- **MATERIAL SHOWN**:
▼

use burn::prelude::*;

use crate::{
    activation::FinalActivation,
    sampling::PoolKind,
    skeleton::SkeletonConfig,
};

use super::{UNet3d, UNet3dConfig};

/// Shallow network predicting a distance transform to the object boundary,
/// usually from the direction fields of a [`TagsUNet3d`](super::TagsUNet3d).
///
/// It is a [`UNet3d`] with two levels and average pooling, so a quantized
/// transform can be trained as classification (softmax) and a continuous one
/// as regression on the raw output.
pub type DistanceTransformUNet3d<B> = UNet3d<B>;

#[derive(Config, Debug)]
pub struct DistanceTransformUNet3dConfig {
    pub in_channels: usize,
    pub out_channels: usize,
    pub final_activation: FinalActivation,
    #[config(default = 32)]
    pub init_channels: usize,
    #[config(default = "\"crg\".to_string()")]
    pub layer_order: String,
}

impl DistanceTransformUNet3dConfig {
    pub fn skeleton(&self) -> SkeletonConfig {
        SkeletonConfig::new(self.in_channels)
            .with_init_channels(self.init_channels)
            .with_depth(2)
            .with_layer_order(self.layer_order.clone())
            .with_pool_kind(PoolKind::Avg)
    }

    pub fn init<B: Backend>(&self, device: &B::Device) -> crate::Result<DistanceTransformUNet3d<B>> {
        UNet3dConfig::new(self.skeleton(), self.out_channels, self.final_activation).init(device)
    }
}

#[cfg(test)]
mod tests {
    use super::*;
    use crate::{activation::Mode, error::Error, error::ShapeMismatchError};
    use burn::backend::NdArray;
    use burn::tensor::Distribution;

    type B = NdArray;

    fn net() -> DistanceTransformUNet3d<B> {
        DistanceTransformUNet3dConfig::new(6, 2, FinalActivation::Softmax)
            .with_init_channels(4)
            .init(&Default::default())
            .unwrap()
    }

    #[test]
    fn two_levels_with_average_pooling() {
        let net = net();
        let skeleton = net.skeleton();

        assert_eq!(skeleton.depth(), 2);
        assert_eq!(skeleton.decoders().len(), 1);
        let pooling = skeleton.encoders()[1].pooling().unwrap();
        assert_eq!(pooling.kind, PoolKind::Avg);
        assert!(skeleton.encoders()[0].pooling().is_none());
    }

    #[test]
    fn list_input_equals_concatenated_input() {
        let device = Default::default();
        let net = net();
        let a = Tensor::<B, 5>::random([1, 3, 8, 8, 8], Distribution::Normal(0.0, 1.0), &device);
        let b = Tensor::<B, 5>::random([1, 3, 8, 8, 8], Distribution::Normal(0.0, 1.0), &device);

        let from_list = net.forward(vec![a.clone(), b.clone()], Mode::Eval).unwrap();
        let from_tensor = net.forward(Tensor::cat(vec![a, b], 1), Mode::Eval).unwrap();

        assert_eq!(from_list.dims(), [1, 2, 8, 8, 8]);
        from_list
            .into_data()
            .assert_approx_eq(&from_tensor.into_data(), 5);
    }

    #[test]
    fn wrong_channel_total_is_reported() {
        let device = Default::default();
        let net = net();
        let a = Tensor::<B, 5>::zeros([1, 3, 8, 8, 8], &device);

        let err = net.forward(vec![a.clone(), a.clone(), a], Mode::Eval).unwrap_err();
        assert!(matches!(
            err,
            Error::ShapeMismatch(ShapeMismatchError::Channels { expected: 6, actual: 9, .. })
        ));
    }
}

▲

Write out all the material exactly, keeping each word.

use burn::prelude::*;

use crate::{
    activation::FinalActivation,
    sampling::PoolKind,
    skeleton::SkeletonConfig,
};

use super::{UNet3d, UNet3dConfig};

/// Shallow network predicting a distance transform to the object boundary,
/// usually from the direction fields of a [`TagsUNet3d`](super::TagsUNet3d).
///
/// It is a [`UNet3d`] with two levels and average pooling, so a quantized
/// transform can be trained as classification (softmax) and a continuous one
/// as regression on the raw output.
pub type DistanceTransformUNet3d<B> = UNet3d<B>;

#[derive(Config, Debug)]
pub struct DistanceTransformUNet3dConfig {
    pub in_channels: usize,
    pub out_channels: usize,
    pub final_activation: FinalActivation,
    #[config(default = 32)]
    pub init_channels: usize,
    #[config(default = "\"crg\".to_string()")]
    pub layer_order: String,
}

impl DistanceTransformUNet3dConfig {
    pub fn skeleton(&self) -> SkeletonConfig {
        SkeletonConfig::new(self.in_channels)
            .with_init_channels(self.init_channels)
            .with_depth(2)
            .with_layer_order(self.layer_order.clone())
            .with_pool_kind(PoolKind::Avg)
    }

    pub fn init<B: Backend>(&self, device: &B::Device) -> crate::Result<DistanceTransformUNet3d<B>> {
        UNet3dConfig::new(self.skeleton(), self.out_channels, self.final_activation).init(device)
    }
}

#[cfg(test)]
mod tests {
    use super::*;
    use crate::{activation::Mode, error::Error, error::ShapeMismatchError};
    use burn::backend::NdArray;
    use burn::tensor::Distribution;

    type B = NdArray;

    fn net() -> DistanceTransformUNet3d<B> {
        DistanceTransformUNet3dConfig::new(6, 2, FinalActivation::Softmax)
            .with_init_channels(4)
            .init(&Default::default())
            .unwrap()
    }

    #[test]
    fn two_levels_with_average_pooling() {
        let net = net();
        let skeleton = net.skeleton();

        assert_eq!(skeleton.depth(), 2);
        assert_eq!(skeleton.decoders().len(), 1);
        let pooling = skeleton.encoders()[1].pooling().unwrap();
        assert_eq!(pooling.kind, PoolKind::Avg);
        assert!(skeleton.encoders()[0].pooling().is_none());
    }

    #[test]
    fn list_input_equals_concatenated_input() {
        let device = Default::default();
        let net = net();
        let a = Tensor::<B, 5>::random([1, 3, 8, 8, 8], Distribution::Normal(0.0, 1.0), &device);
        let b = Tensor::<B, 5>::random([1, 3, 8, 8, 8], Distribution::Normal(0.0, 1.0), &device);

        let from_list = net.forward(vec![a.clone(), b.clone()], Mode::Eval).unwrap();
        let from_tensor = net.forward(Tensor::cat(vec![a, b], 1), Mode::Eval).unwrap();

        assert_eq!(from_list.dims(), [1, 2, 8, 8, 8]);
        from_list
            .into_data()
            .assert_approx_eq(&from_tensor.into_data(), 5);
    }

    #[test]
    fn wrong_channel_total_is_reported() {
        let device = Default::default();
        let net = net();
        let a = Tensor::<B, 5>::zeros([1, 3, 8, 8, 8], &device);

        let err = net.forward(vec![a.clone(), a.clone(), a], Mode::Eval).unwrap_err();
        assert!(matches!(
            err,
            Error::ShapeMismatch(ShapeMismatchError::Channels { expected: 6, actual: 9, .. })
        ));
    }
}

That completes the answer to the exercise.